Currently I’m on winter break, and enjoying the opportunity for a little more exercise. Christmas came early for me when a winter storm caused a snow day on the last day of school before break. (Did you realize when you were a kid that your teachers looked forward to snow days more than you did??) I spent my snow day cross country skiing through the forest out my backyard with my two dogs. I forgot that deep powder is better suited to downhill skiing than cross country, and it was a serious workout. I tried to get the dogs to break trail, but the powder was over their heads, and they are too smart for that. It took me 2 and a half hours to ski a trail that is a 30 minute run in the summer time, and I loved every minute of it!

XC Skiing: "Get off my ski tails doggies!"

The Unbroken Trail Ahead

Ultimately, I have come to love the off season sports in their own right. I know my body can't handle 12 months of running, and I am ready for a change of pace by the time fall comes around. I'm not as comfortable with any sport as I am with running, but that's part of the enjoyment. Facing a steep downhill slope on a pair of skis is definitely pushing the limits of my comfort zone. Other things have to take a back seat to training for races so often, that its fun to get some variety in my exercise. Winter time also brings an increase in my yoga practice, which I have found is critical to maintaining a healthy physical balance. The strengthening and stretching of a variety of muscles in yoga, dissolves the tension that builds up in a season full of running.

At this point it’s time to start training for next year’s races. I haven’t really decided on my races yet, but like most of you, I won’t be running Western States this year. There have been a number of heated discussions on other blogs about how hard it is to get through the lottery, (You have a 13% chance according to the WS website!) so I won’t go off on the topic here. As a two time loser however, I was especially concerned by this statement in the rejection email, “Be aware that the WS organization is considering a modification to the two-time loser rule, however, and your two-time loser status may be impacted by change to the protocol.” Great. To be honest, I would like to run another 100 before an attempt at States, so I wasn’t disappointed at all about not winning the lottery. However, I was kind of counting on that “two time loser” status to get me a guaranteed entry into the ’09 race. It will be interesting to see what happens.

Two probable races for next year include Miwok 100K and TRT 100. If I’m really going to do TRT, then that will be my focus, and any other races will simply be training runs. One thing to note if you’re interested in doing Miwok: it appears to be going the route of Way Too Cool. Last year it filled in three days. Entries for the 2008 Miwok race open on January 6, so I suggest you mark your calendars. (Of course, I marked my calendar for the Way Too Cool sign-up, but I forgot to set my alarm. Oops! Guess I’ll be volunteering this year!)

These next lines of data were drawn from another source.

//! PostgreSQL persistence for the PhotoProOS backend.
//!
//! - [`models`] -- row structs and request DTOs.
//! - [`repositories`] -- zero-sized repository structs with async queries.

use sqlx::postgres::PgPoolOptions;

pub mod models;
pub mod repositories;

pub type DbPool = sqlx::PgPool;

/// Create a connection pool from a database URL.
pub async fn create_pool(database_url: &str) -> Result<DbPool, sqlx::Error> {
    PgPoolOptions::new()
        .max_connections(20)
        .connect(database_url)
        .await
}

/// Round-trip a trivial query to confirm the database is reachable.
pub async fn health_check(pool: &DbPool) -> Result<(), sqlx::Error> {
    sqlx::query("SELECT 1").execute(pool).await?;
    Ok(())
}

/// Apply all pending migrations from `db/migrations`.
pub async fn run_migrations(pool: &DbPool) -> Result<(), sqlx::migrate::MigrateError> {
    sqlx::migrate!("../../db/migrations").run(pool).await?;
    tracing::info!("Database migrations applied");
    Ok(())
}
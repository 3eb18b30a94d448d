//! Single passes of the periodic notification jobs.
//!
//! Both jobs are safe to run concurrently with themselves: a reminder is
//! only sent after its `(booking, kind)` ledger row was inserted by this
//! pass, and an invoice is only followed up after this pass flipped it to
//! `overdue`. Delivery is at most once; a failed send is logged, not retried.

use photopro_core::invoice::{format_amount, overdue_body};
use photopro_core::reminders::{is_due, reminder_body, ReminderKind};
use photopro_core::types::Timestamp;
use photopro_db::models::booking::BookingWithClient;
use photopro_db::models::invoice::OverdueInvoice;
use photopro_db::repositories::{BookingReminderRepo, BookingRepo, InvoiceRepo};
use photopro_db::DbPool;
use serde::Serialize;

use crate::email::EmailDelivery;

/// Maximum bookings examined per reminder kind in one pass.
pub const REMINDER_BATCH_LIMIT: i64 = 500;

/// Maximum invoices flipped to overdue in one pass.
pub const OVERDUE_BATCH_LIMIT: i64 = 500;

/// Greeting used when a booking or invoice has no client name.
const FALLBACK_CLIENT_NAME: &str = "there";

// ---------------------------------------------------------------------------
// Summaries
// ---------------------------------------------------------------------------

/// Counts from one reminder pass.
#[derive(Debug, Clone, Copy, Default, PartialEq, Eq, Serialize)]
pub struct ReminderRunSummary {
    /// Reminders claimed by this pass.
    pub claimed: usize,
    /// Claimed reminders that were emailed.
    pub emailed: usize,
    /// Claimed reminders with no mailer configured or no client address.
    pub skipped: usize,
    /// Claimed reminders whose email failed.
    pub failed: usize,
}

/// Counts from one overdue-invoice pass.
#[derive(Debug, Clone, Copy, Default, PartialEq, Eq, Serialize)]
pub struct OverdueRunSummary {
    /// Invoices moved from `sent` to `overdue` by this pass.
    pub flipped: usize,
    pub emailed: usize,
    pub skipped: usize,
    pub failed: usize,
}

/// What happened to one outbound notification.
enum Delivery {
    Emailed,
    Skipped,
    Failed,
}

// ---------------------------------------------------------------------------
// Booking reminders
// ---------------------------------------------------------------------------

/// Send every reminder that is due at `now` and has not been sent before.
pub async fn send_booking_reminders(
    pool: &DbPool,
    mailer: Option<&EmailDelivery>,
    now: Timestamp,
) -> Result<ReminderRunSummary, sqlx::Error> {
    let mut summary = ReminderRunSummary::default();

    for kind in ReminderKind::ALL {
        let (after, until) = kind.due_window(now);
        let due =
            BookingRepo::list_due_for_reminder(pool, kind.as_str(), after, until, REMINDER_BATCH_LIMIT)
                .await?;

        for booking in &due {
            let eligible = booking
                .status()
                .is_ok_and(|status| is_due(kind, status, booking.start_time, now));
            if !eligible {
                continue;
            }

            let recipient = booking
                .client_email
                .as_deref()
                .filter(|email| !email.trim().is_empty());
            if !BookingReminderRepo::claim(pool, booking.id, kind, recipient).await? {
                // Claimed by a concurrent pass.
                continue;
            }
            summary.claimed += 1;

            match deliver_reminder(mailer, recipient, kind, booking).await {
                Delivery::Emailed => summary.emailed += 1,
                Delivery::Skipped => summary.skipped += 1,
                Delivery::Failed => summary.failed += 1,
            }
        }
    }

    if summary.claimed > 0 {
        tracing::info!(
            claimed = summary.claimed,
            emailed = summary.emailed,
            skipped = summary.skipped,
            failed = summary.failed,
            "Booking reminder pass complete"
        );
    }
    Ok(summary)
}

async fn deliver_reminder(
    mailer: Option<&EmailDelivery>,
    recipient: Option<&str>,
    kind: ReminderKind,
    booking: &BookingWithClient,
) -> Delivery {
    let (Some(mailer), Some(to)) = (mailer, recipient) else {
        tracing::debug!(
            booking_id = booking.id,
            reminder = %kind,
            has_recipient = recipient.is_some(),
            "Reminder recorded without email"
        );
        return Delivery::Skipped;
    };

    let body = reminder_body(
        kind,
        booking.client_name.as_deref().unwrap_or(FALLBACK_CLIENT_NAME),
        &booking.title,
        booking.start_time,
        booking.location.as_deref(),
    );
    match mailer.send(to, &kind.subject(&booking.title), &body).await {
        Ok(()) => Delivery::Emailed,
        Err(e) => {
            tracing::error!(
                booking_id = booking.id,
                reminder = %kind,
                error = %e,
                "Failed to send booking reminder"
            );
            Delivery::Failed
        }
    }
}

// ---------------------------------------------------------------------------
// Overdue invoices
// ---------------------------------------------------------------------------

/// Flip past-due `sent` invoices to `overdue` and email each client once.
pub async fn mark_overdue_invoices(
    pool: &DbPool,
    mailer: Option<&EmailDelivery>,
    now: Timestamp,
) -> Result<OverdueRunSummary, sqlx::Error> {
    let flipped = InvoiceRepo::claim_overdue(pool, now, OVERDUE_BATCH_LIMIT).await?;

    let mut summary = OverdueRunSummary {
        flipped: flipped.len(),
        ..Default::default()
    };
    for invoice in &flipped {
        match deliver_overdue_notice(mailer, invoice).await {
            Delivery::Emailed => summary.emailed += 1,
            Delivery::Skipped => summary.skipped += 1,
            Delivery::Failed => summary.failed += 1,
        }
    }

    if summary.flipped > 0 {
        tracing::info!(
            flipped = summary.flipped,
            emailed = summary.emailed,
            failed = summary.failed,
            "Overdue invoice pass complete"
        );
    }
    Ok(summary)
}

async fn deliver_overdue_notice(mailer: Option<&EmailDelivery>, invoice: &OverdueInvoice) -> Delivery {
    let recipient = invoice
        .client_email
        .as_deref()
        .filter(|email| !email.trim().is_empty());
    let (Some(mailer), Some(to)) = (mailer, recipient) else {
        tracing::debug!(invoice_id = invoice.id, "Overdue invoice recorded without email");
        return Delivery::Skipped;
    };

    let outstanding = (invoice.total_cents - invoice.amount_paid_cents).max(0);
    let body = overdue_body(
        invoice.client_name.as_deref().unwrap_or(FALLBACK_CLIENT_NAME),
        &invoice.invoice_number,
        &format_amount(outstanding, &invoice.currency),
    );
    let subject = format!("Invoice {} is past due", invoice.invoice_number);
    match mailer.send(to, &subject, &body).await {
        Ok(()) => Delivery::Emailed,
        Err(e) => {
            tracing::error!(invoice_id = invoice.id, error = %e, "Failed to send overdue notice");
            Delivery::Failed
        }
    }
}

pub mod jwt;
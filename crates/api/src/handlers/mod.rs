pub mod bookings;
pub mod calendar_feed;
pub mod clients;
pub mod cron;
pub mod invoices;
pub mod webhooks;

Looking back on the year, I had a full load of races and a great season. Admittedly, the only race I was really in ideal shape for was Way Too Cool, which was very early in the season. Still, I was happy with my race at TRT 50, and HK50, and I really enjoyed all of my other races. I think my favorite race was the 12 Hours at Cool night run. There is just something about the serenity of running alone at night that is quite unlike most other trail running.

Have a happy new year everyone. I’m off to write my training calendar for 2008!

Donner Lake, viewed from our xc ski on "the back loop"


  1. You've been tagged! Time to answer six questions...

    Hope you are well!


  2. Fresh snow is always beautiful. But the cold is not so nice... Great pictures!

  3. Wonderful pics. BTW, I've been meaning to suggest a blog tip to you - after you finish a race, make your link on the right link to your race write-up. I bet you'll get folks (like me) going through all of them!


  4. Beautiful pictures! Makes me wish I were there. Happy New Year!

  5. Happy New Year to you, too, Gretchen!
    Great pictures. I'll be trying out snowshoeing this year and I might throw in some XC as well, while the kids are snowboarding.
    Take care,

  6. Gorgeous dogs. Gorgeous photos. Looking forward to more reading!